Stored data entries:
+++

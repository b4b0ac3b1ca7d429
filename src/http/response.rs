use std::fmt;

use serde::Serialize;

/// An HTTP status code.
///
/// Any three-digit code is representable so that upstream statuses can be
/// relayed unchanged. Constants cover the codes the gateway produces itself.
#[derive(Debug, Clone, Copy, PartialEq, Eq, Hash)]
pub struct StatusCode(u16);

impl StatusCode {
    /// 200 OK
    pub const OK: StatusCode = StatusCode(200);
    /// 204 No Content
    pub const NO_CONTENT: StatusCode = StatusCode(204);
    /// 400 Bad Request
    pub const BAD_REQUEST: StatusCode = StatusCode(400);
    /// 404 Not Found
    pub const NOT_FOUND: StatusCode = StatusCode(404);
    /// 413 Payload Too Large
    pub const PAYLOAD_TOO_LARGE: StatusCode = StatusCode(413);
    /// 501 Not Implemented
    pub const NOT_IMPLEMENTED: StatusCode = StatusCode(501);
    /// 502 Bad Gateway
    pub const BAD_GATEWAY: StatusCode = StatusCode(502);

    /// Builds a status code from its numeric value.
    ///
    /// Returns `None` outside `100..=999`.
    ///
    /// # Example
    ///
    /// ```
    /// # use waypoint::http::response::StatusCode;
    /// assert_eq!(StatusCode::from_u16(404), Some(StatusCode::NOT_FOUND));
    /// assert_eq!(StatusCode::from_u16(42), None);
    /// ```
    pub fn from_u16(code: u16) -> Option<Self> {
        (100..=999).contains(&code).then_some(StatusCode(code))
    }

    /// Returns the numeric HTTP status code.
    pub fn as_u16(&self) -> u16 {
        self.0
    }

    /// Returns the standard reason phrase, or an empty string for codes
    /// without one. Unknown codes are still valid on the status line.
    pub fn reason_phrase(&self) -> &'static str {
        match self.0 {
            100 => "Continue",
            101 => "Switching Protocols",
            200 => "OK",
            201 => "Created",
            202 => "Accepted",
            204 => "No Content",
            301 => "Moved Permanently",
            302 => "Found",
            303 => "See Other",
            304 => "Not Modified",
            307 => "Temporary Redirect",
            308 => "Permanent Redirect",
            400 => "Bad Request",
            401 => "Unauthorized",
            403 => "Forbidden",
            404 => "Not Found",
            405 => "Method Not Allowed",
            409 => "Conflict",
            413 => "Payload Too Large",
            415 => "Unsupported Media Type",
            422 => "Unprocessable Entity",
            429 => "Too Many Requests",
            500 => "Internal Server Error",
            501 => "Not Implemented",
            502 => "Bad Gateway",
            503 => "Service Unavailable",
            504 => "Gateway Timeout",
            _ => "",
        }
    }

    /// Whether responses with this status never carry a body
    pub fn is_bodiless(&self) -> bool {
        (100..200).contains(&self.0) || self.0 == 204 || self.0 == 304
    }
}

impl fmt::Display for StatusCode {
    fn fmt(&self, f: &mut fmt::Formatter<'_>) -> fmt::Result {
        write!(f, "{}", self.0)
    }
}

/// Represents a complete HTTP response ready to be sent to a client.
#[derive(Debug, Clone)]
pub struct Response {
    /// The HTTP status code
    pub status: StatusCode,
    /// Header fields in wire order; a name may repeat (`Set-Cookie`)
    pub headers: Vec<(String, String)>,
    /// Response body as bytes
    pub body: Vec<u8>,
}

/// Builder for constructing HTTP responses in a fluent style.
///
/// # Example
///
/// ```ignore
/// let response = ResponseBuilder::new(StatusCode::OK)
///     .header("Content-Type", "application/json")
///     .body(b"{}".to_vec())
///     .build();
/// ```
pub struct ResponseBuilder {
    status: StatusCode,
    headers: Vec<(String, String)>,
    body: Vec<u8>,
}

#[derive(Serialize)]
struct ErrorEnvelope<'a> {
    error: &'a str,
}

impl ResponseBuilder {
    /// Creates a new response builder with the specified status code.
    pub fn new(status: StatusCode) -> Self {
        Self {
            status,
            headers: Vec::new(),
            body: Vec::new(),
        }
    }

    /// Adds a header, replacing any existing field of the same name.
    pub fn header(mut self, key: impl Into<String>, value: impl Into<String>) -> Self {
        let key = key.into();
        self.headers.retain(|(k, _)| !k.eq_ignore_ascii_case(&key));
        self.headers.push((key, value.into()));
        self
    }

    /// Appends every field as-is, repeats included
    pub fn with_headers(mut self, headers: Vec<(String, String)>) -> Self {
        self.headers.extend(headers);
        self
    }

    /// Sets the response body.
    pub fn body(mut self, body: impl Into<Vec<u8>>) -> Self {
        self.body = body.into();
        self
    }

    /// Builds the final Response.
    ///
    /// Always sets Content-Length to the body size, replacing any value
    /// carried over from elsewhere.
    pub fn build(mut self) -> Response {
        let length = self.body.len().to_string();
        self = self.header("Content-Length", length);

        Response {
            status: self.status,
            headers: self.headers,
            body: self.body,
        }
    }
}

impl Response {
    /// Start building a response with the given status
    pub fn new(status: StatusCode) -> ResponseBuilder {
        ResponseBuilder::new(status)
    }

    /// Creates a simple 200 OK response with the given body.
    pub fn ok(body: impl Into<Vec<u8>>) -> Self {
        ResponseBuilder::new(StatusCode::OK).body(body).build()
    }

    /// A gateway-generated JSON error: `{"error":"<message>"}`
    pub fn json_error(status: StatusCode, message: &str) -> Self {
        let body = serde_json::to_vec(&ErrorEnvelope { error: message })
            .unwrap_or_else(|_| b"{}".to_vec());

        ResponseBuilder::new(status)
            .header("Content-Type", "application/json")
            .body(body)
            .build()
    }

    /// 404 with `{"error":"Not Found"}`
    pub fn not_found() -> Self {
        Self::json_error(StatusCode::NOT_FOUND, "Not Found")
    }

    /// 502 with `{"error":"Upstream Unavailable"}`
    pub fn upstream_unavailable() -> Self {
        Self::json_error(StatusCode::BAD_GATEWAY, "Upstream Unavailable")
    }

    /// 400 with `{"error":"Bad Request"}`
    pub fn bad_request() -> Self {
        Self::json_error(StatusCode::BAD_REQUEST, "Bad Request")
    }

    /// Replaces every field named `key` with a single one
    pub fn set_header(&mut self, key: &str, value: impl Into<String>) {
        self.headers.retain(|(k, _)| !k.eq_ignore_ascii_case(key));
        self.headers.push((key.to_string(), value.into()));
    }

    /// First value of a header, ignoring ASCII case.
    pub fn header(&self, key: &str) -> Option<&str> {
        self.headers
            .iter()
            .find(|(k, _)| k.eq_ignore_ascii_case(key))
            .map(|(_, v)| v.as_str())
    }
}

+++

WORK INSTRUCTIONS: Filter the entries above and keep only the lines with the word "Clone".

ANSWER TO THIS PROBLEM:
#[derive(Debug, Clone, Copy, PartialEq, Eq, Hash)]
#[derive(Debug, Clone)]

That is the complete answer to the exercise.